__What is being asked__:
Output the number of lines in the material below containing "Option" and nothing more.

__Information provided__:
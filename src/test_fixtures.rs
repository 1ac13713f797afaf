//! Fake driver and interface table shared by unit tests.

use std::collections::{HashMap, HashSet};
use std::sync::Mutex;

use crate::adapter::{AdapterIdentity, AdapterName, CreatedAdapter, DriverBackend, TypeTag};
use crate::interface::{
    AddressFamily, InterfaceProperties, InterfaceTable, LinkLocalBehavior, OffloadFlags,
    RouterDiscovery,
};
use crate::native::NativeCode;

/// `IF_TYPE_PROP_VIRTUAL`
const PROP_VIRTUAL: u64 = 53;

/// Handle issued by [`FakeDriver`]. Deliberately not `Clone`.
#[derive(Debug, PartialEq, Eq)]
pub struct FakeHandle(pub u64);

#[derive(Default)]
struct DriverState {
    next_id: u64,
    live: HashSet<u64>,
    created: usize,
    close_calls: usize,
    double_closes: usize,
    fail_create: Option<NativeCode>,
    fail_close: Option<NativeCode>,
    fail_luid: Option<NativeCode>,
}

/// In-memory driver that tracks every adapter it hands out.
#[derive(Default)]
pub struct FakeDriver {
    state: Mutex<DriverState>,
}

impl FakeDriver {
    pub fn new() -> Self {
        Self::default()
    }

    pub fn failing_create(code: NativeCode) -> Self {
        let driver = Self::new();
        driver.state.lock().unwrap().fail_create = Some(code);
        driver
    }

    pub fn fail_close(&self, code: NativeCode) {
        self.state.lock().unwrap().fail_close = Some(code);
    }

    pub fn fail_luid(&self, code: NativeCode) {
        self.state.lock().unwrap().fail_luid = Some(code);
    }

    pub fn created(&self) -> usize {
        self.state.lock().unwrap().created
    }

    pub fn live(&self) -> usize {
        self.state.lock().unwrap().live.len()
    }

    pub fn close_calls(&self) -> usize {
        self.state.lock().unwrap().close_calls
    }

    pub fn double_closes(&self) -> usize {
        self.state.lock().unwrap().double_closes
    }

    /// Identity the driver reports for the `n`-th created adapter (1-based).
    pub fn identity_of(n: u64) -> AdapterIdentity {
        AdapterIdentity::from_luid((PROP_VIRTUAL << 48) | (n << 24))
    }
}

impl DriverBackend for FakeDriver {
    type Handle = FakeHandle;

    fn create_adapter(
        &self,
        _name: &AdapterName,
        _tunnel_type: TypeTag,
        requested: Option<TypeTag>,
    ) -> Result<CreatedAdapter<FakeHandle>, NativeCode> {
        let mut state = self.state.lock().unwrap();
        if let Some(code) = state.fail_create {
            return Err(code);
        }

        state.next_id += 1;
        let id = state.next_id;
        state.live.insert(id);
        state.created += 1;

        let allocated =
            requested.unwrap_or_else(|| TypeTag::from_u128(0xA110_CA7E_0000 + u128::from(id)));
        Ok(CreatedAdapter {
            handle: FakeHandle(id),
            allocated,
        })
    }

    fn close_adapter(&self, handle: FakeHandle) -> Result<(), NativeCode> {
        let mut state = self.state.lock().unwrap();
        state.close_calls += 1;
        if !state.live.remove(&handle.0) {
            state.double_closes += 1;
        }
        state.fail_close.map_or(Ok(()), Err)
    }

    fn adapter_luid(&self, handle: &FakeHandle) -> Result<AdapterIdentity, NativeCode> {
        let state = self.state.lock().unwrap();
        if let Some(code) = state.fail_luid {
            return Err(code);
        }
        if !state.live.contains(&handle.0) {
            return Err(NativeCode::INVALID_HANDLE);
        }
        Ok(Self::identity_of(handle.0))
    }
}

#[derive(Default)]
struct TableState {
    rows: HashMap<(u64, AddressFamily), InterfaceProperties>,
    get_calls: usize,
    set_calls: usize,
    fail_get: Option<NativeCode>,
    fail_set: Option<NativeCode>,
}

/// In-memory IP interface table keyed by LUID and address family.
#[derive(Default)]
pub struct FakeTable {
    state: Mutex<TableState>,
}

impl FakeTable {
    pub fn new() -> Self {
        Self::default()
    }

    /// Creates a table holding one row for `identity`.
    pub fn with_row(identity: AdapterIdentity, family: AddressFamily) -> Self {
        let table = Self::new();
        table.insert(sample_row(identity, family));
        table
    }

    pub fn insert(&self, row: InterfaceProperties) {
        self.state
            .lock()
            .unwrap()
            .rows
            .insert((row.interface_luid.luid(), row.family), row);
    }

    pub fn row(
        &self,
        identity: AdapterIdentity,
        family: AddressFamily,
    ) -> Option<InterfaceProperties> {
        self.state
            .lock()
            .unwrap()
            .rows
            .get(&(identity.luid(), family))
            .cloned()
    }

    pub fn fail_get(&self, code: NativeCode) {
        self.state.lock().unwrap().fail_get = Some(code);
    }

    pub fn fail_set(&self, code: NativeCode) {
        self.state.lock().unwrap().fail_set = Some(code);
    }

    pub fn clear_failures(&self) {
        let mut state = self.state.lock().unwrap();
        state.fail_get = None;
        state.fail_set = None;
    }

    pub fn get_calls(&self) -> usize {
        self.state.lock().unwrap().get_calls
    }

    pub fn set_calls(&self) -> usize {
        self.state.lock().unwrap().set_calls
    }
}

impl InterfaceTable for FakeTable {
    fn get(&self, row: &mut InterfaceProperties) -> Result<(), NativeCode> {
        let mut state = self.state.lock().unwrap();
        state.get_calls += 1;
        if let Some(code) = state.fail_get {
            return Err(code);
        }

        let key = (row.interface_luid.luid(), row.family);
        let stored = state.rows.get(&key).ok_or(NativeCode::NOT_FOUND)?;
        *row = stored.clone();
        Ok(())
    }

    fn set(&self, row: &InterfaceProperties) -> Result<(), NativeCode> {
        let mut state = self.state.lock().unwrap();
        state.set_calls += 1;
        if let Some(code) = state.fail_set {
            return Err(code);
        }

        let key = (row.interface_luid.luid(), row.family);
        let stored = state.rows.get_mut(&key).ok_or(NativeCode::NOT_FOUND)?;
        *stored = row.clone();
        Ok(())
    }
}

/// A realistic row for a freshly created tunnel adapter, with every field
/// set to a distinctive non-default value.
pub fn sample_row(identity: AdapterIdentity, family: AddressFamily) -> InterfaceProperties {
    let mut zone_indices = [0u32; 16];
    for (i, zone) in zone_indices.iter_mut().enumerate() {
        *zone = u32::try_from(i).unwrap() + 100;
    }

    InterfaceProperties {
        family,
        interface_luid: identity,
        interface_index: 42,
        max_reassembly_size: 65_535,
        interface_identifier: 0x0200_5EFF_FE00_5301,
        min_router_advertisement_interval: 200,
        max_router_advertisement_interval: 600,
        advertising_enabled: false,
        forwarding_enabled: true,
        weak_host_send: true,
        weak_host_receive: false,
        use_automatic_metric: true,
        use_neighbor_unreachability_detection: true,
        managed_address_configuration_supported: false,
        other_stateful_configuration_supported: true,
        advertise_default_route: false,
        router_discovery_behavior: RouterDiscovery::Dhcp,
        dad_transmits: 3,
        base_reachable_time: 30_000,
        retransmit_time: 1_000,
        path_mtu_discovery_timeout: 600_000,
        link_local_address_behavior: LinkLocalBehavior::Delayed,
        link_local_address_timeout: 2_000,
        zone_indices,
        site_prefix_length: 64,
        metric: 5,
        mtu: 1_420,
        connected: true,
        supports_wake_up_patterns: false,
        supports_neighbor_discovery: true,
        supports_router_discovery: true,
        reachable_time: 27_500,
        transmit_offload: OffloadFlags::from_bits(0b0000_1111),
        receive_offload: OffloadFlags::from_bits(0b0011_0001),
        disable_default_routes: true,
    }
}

__Finished task__:
7